The key here is "resistive loads". they should work at virtually any voltage, they would just pull proportionately low wattage i believe, so a 120v 1000w space heater would only pul ~500w at 60v or ~200w on 6S lipo.
 
Hi, interesting. i am planning to do one too.

to let my battery to be able to discharge up to 200W, 40A

The charger & power supply I use
https://hobbyking.com/en_us/turnigy-reaktor-30a-1000w-balance-charger.html?___store=en_us
https://hobbyking.com/en_us/turnigy-1080w-100-120v-power-supply-13-8v-18v-60amp.html

My power supply is Turnigy 1080W
Input: 100 - 120V, 50 - 60 Hz; Output: 13.8 - 18V, DC: 60A
Noted that voltage supply in common outlet in S’pore is 240V
///Need to find a power supply with 240 V input

Parallel 2 chargers
Reasons: Put 2 power sources in parallel, this circuits will let the V remain but add up the I
Way to do it: Make 2 chargers + together - together


How do I know which artic copper to prevent over heating ?

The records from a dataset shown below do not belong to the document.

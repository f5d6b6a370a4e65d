use crate::domain::UcscCatalog;
use crate::error::AssetError;
use crate::http::{JsonFetcher, take_field};

pub const UCSC_GENOMES_URL: &str = "https://api.genome.ucsc.edu/list/ucscGenomes";

const CATALOG: &str = "UCSC";

pub trait UcscClient {
    fn list_genomes(&self) -> Result<UcscCatalog, AssetError>;
}

#[derive(Clone)]
pub struct UcscHttpClient {
    fetcher: JsonFetcher,
    url: String,
}

impl UcscHttpClient {
    pub fn new() -> Result<Self, AssetError> {
        Self::with_url(UCSC_GENOMES_URL)
    }

    pub fn with_url(url: impl Into<String>) -> Result<Self, AssetError> {
        Ok(Self {
            fetcher: JsonFetcher::new(CATALOG)?,
            url: url.into(),
        })
    }
}

impl UcscClient for UcscHttpClient {
    fn list_genomes(&self) -> Result<UcscCatalog, AssetError> {
        let document = self.fetcher.get(&self.url)?;
        let catalog = UcscCatalog::from_value(take_field(document, CATALOG, "ucscGenomes")?)?;
        tracing::info!(genomes = catalog.len(), "loaded UCSC catalog");
        Ok(catalog)
    }
}
use std::fs;
use std::path::PathBuf;

use camino::Utf8PathBuf;
use serde::{Deserialize, Serialize};

use crate::error::AssetError;
use crate::output::validate_constant_name;
use crate::ucsc::UCSC_GENOMES_URL;
use crate::wikipathways::PATHWAY_INFO_URL;

pub const DEFAULT_CONFIG_FILE: &str = "visage-assets.json";
pub const SCHEMA_VERSION: u32 = 1;

#[derive(Debug, Default, Deserialize, Serialize)]
pub struct Config {
    #[serde(default)]
    pub schema_version: Option<u32>,
    #[serde(default)]
    pub genomes: GenomeSection,
    #[serde(default)]
    pub pathways: PathwaySection,
}

#[derive(Debug, Default, Deserialize, Serialize)]
pub struct GenomeSection {
    #[serde(default)]
    pub ucsc_url: Option<String>,
    #[serde(default)]
    pub browser_genomes: Option<Utf8PathBuf>,
    #[serde(default)]
    pub species_metadata: Option<Utf8PathBuf>,
    #[serde(default)]
    pub output: Option<Utf8PathBuf>,
    #[serde(default)]
    pub constant: Option<String>,
}

#[derive(Debug, Default, Deserialize, Serialize)]
pub struct PathwaySection {
    #[serde(default)]
    pub url: Option<String>,
    #[serde(default)]
    pub output: Option<Utf8PathBuf>,
    #[serde(default)]
    pub constant: Option<String>,
}

#[derive(Debug, Clone, PartialEq, Eq)]
pub struct GenomeJob {
    pub ucsc_url: String,
    pub browser_genomes: Utf8PathBuf,
    pub species_metadata: Utf8PathBuf,
    pub output: Utf8PathBuf,
    pub constant: String,
}

impl Default for GenomeJob {
    fn default() -> Self {
        Self {
            ucsc_url: UCSC_GENOMES_URL.to_string(),
            browser_genomes: Utf8PathBuf::from("igv.json"),
            species_metadata: Utf8PathBuf::from("eva.json"),
            output: Utf8PathBuf::from("genomes.ts"),
            constant: "genomes".to_string(),
        }
    }
}

#[derive(Debug, Clone, PartialEq, Eq)]
pub struct PathwayJob {
    pub url: String,
    pub output: Utf8PathBuf,
    pub constant: String,
}

impl Default for PathwayJob {
    fn default() -> Self {
        Self {
            url: PATHWAY_INFO_URL.to_string(),
            output: Utf8PathBuf::from("pathways.ts"),
            constant: "pathways".to_string(),
        }
    }
}

#[derive(Debug, Clone, Default)]
pub struct ResolvedConfig {
    pub schema_version: u32,
    pub genomes: GenomeJob,
    pub pathways: PathwayJob,
}

pub struct ConfigLoader;

impl ConfigLoader {
    /// Loads `path`, or `visage-assets.json` from the current directory when
    /// present. With neither, the built-in defaults apply.
    pub fn resolve(path: Option<&str>) -> Result<ResolvedConfig, AssetError> {
        let config_path = match path {
            Some(path) => PathBuf::from(path),
            None => PathBuf::from(DEFAULT_CONFIG_FILE),
        };

        if path.is_none() && !config_path.exists() {
            tracing::debug!("no config file, using defaults");
            return Self::resolve_config(Config::default());
        }

        let content = fs::read_to_string(&config_path)
            .map_err(|_| AssetError::ConfigRead(config_path.clone()))?;
        let config: Config = serde_json::from_str(&content)
            .map_err(|err| AssetError::ConfigParse(err.to_string()))?;

        Self::resolve_config(config)
    }

    pub fn resolve_config(config: Config) -> Result<ResolvedConfig, AssetError> {
        let schema_version = config.schema_version.unwrap_or(SCHEMA_VERSION);
        if schema_version != SCHEMA_VERSION {
            return Err(AssetError::UnsupportedSchema(schema_version));
        }
        let genome_defaults = GenomeJob::default();
        let pathway_defaults = PathwayJob::default();

        let genomes = GenomeJob {
            ucsc_url: config.genomes.ucsc_url.unwrap_or(genome_defaults.ucsc_url),
            browser_genomes: config
                .genomes
                .browser_genomes
                .unwrap_or(genome_defaults.browser_genomes),
            species_metadata: config
                .genomes
                .species_metadata
                .unwrap_or(genome_defaults.species_metadata),
            output: config.genomes.output.unwrap_or(genome_defaults.output),
            constant: config.genomes.constant.unwrap_or(genome_defaults.constant),
        };
        let pathways = PathwayJob {
            url: config.pathways.url.unwrap_or(pathway_defaults.url),
            output: config.pathways.output.unwrap_or(pathway_defaults.output),
            constant: config.pathways.constant.unwrap_or(pathway_defaults.constant),
        };

        validate_constant_name(&genomes.constant)?;
        validate_constant_name(&pathways.constant)?;

        Ok(ResolvedConfig {
            schema_version,
            genomes,
            pathways,
        })
    }
}
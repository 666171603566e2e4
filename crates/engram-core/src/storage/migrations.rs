//! Database Migrations
//!
//! Versioned schema definitions for the SQLite backend.

/// Migration definitions, applied in order
pub const MIGRATIONS: &[Migration] = &[Migration {
    version: 1,
    description: "Initial schema: memories, access log, entity graph, Hebbian links, FTS5",
    up: MIGRATION_V1_UP,
}];

/// A database migration
#[derive(Debug, Clone)]
pub struct Migration {
    /// Version number
    pub version: u32,
    /// Description
    pub description: &'static str,
    /// SQL to apply
    pub up: &'static str,
}

/// V1: Initial schema
const MIGRATION_V1_UP: &str = r#"
CREATE TABLE IF NOT EXISTS memories (
    id TEXT PRIMARY KEY,
    content TEXT NOT NULL,
    memory_type TEXT NOT NULL DEFAULT 'factual',
    layer TEXT NOT NULL DEFAULT 'working',
    importance REAL NOT NULL DEFAULT 0.3,

    -- Dual-trace state (Memory Chain Model)
    working_strength REAL NOT NULL DEFAULT 1.0,
    core_strength REAL NOT NULL DEFAULT 0.0,

    -- Counters (access_count caches the access_log rollup)
    access_count INTEGER NOT NULL DEFAULT 0,
    consolidation_count INTEGER NOT NULL DEFAULT 0,

    -- Temporal metadata (RFC3339)
    created_at TEXT NOT NULL,
    last_accessed TEXT NOT NULL,
    last_consolidated TEXT,

    pinned INTEGER NOT NULL DEFAULT 0,

    -- Directed contradiction edge
    contradicts TEXT,
    contradicted_by TEXT,

    -- Host-supplied tags, JSON array
    context TEXT NOT NULL DEFAULT '[]'
);

CREATE INDEX IF NOT EXISTS idx_memories_layer ON memories(layer);
CREATE INDEX IF NOT EXISTS idx_memories_type ON memories(memory_type);
CREATE INDEX IF NOT EXISTS idx_memories_last_accessed ON memories(last_accessed);

-- Append-only access log: the authoritative practice history
CREATE TABLE IF NOT EXISTS access_log (
    memory_id TEXT NOT NULL,
    accessed_at TEXT NOT NULL
);

CREATE INDEX IF NOT EXISTS idx_access_log_memory ON access_log(memory_id);

-- Entity occurrences written by the host at add time
CREATE TABLE IF NOT EXISTS graph_links (
    memory_id TEXT NOT NULL,
    node_id TEXT NOT NULL,
    relation TEXT NOT NULL DEFAULT ''
);

CREATE INDEX IF NOT EXISTS idx_graph_links_memory ON graph_links(memory_id);
CREATE INDEX IF NOT EXISTS idx_graph_links_node ON graph_links(node_id);

-- Directed co-activation edges, written in both directions
CREATE TABLE IF NOT EXISTS hebbian_links (
    source_id TEXT NOT NULL,
    target_id TEXT NOT NULL,
    strength REAL NOT NULL DEFAULT 1.0,
    coactivation_count INTEGER NOT NULL DEFAULT 1,
    created_at TEXT NOT NULL,
    PRIMARY KEY (source_id, target_id)
);

CREATE INDEX IF NOT EXISTS idx_hebbian_source ON hebbian_links(source_id);

-- FTS5 index over memory content
CREATE VIRTUAL TABLE IF NOT EXISTS memories_fts USING fts5(
    id,
    content,
    content='memories',
    content_rowid='rowid'
);

-- Triggers to keep FTS in sync
CREATE TRIGGER IF NOT EXISTS memories_ai AFTER INSERT ON memories BEGIN
    INSERT INTO memories_fts(rowid, id, content)
    VALUES (NEW.rowid, NEW.id, NEW.content);
END;

CREATE TRIGGER IF NOT EXISTS memories_ad AFTER DELETE ON memories BEGIN
    INSERT INTO memories_fts(memories_fts, rowid, id, content)
    VALUES ('delete', OLD.rowid, OLD.id, OLD.content);
END;

CREATE TRIGGER IF NOT EXISTS memories_au AFTER UPDATE ON memories BEGIN
    INSERT INTO memories_fts(memories_fts, rowid, id, content)
    VALUES ('delete', OLD.rowid, OLD.id, OLD.content);
    INSERT INTO memories_fts(rowid, id, content)
    VALUES (NEW.rowid, NEW.id, NEW.content);
END;

-- Schema version tracking
CREATE TABLE IF NOT EXISTS schema_version (
    version INTEGER PRIMARY KEY,
    applied_at TEXT NOT NULL
);
"#;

I need to provide 40A, but my charger can only provide up to 30A.

The voltage provided is around 33V.
(33 V = P / I = 1000 W / 33A)

the charger I have is 40V / 30A

Requirement: 200W 40A.
Hence, 5V is required. (Reason 5V x 40A = 200W)

Need To lower down 33V to 5V

Reasons: when V is larger than actual need V and same device (same resistance), u will over supply the current

Way to do it: To reduce the V, put another resistor to split up the V (in series)
Benefit: is to have to have enough current since P = VI. Lower down V hence have higher I

Modify slightly and taking note at power supply 120Vac input


Anyone have any ideas ?
 
izeman said:
Sorry. I have no idea what you're talking about and what you try to acchieve.
Could be my smartphone making it hard to read, but some sentences just don't make any sense :(


hi, Izeman

I need to build a similar circuit, for me to discharge at a higher current.

i need it to do some tests on Lithium Polymer (LiPo) battery.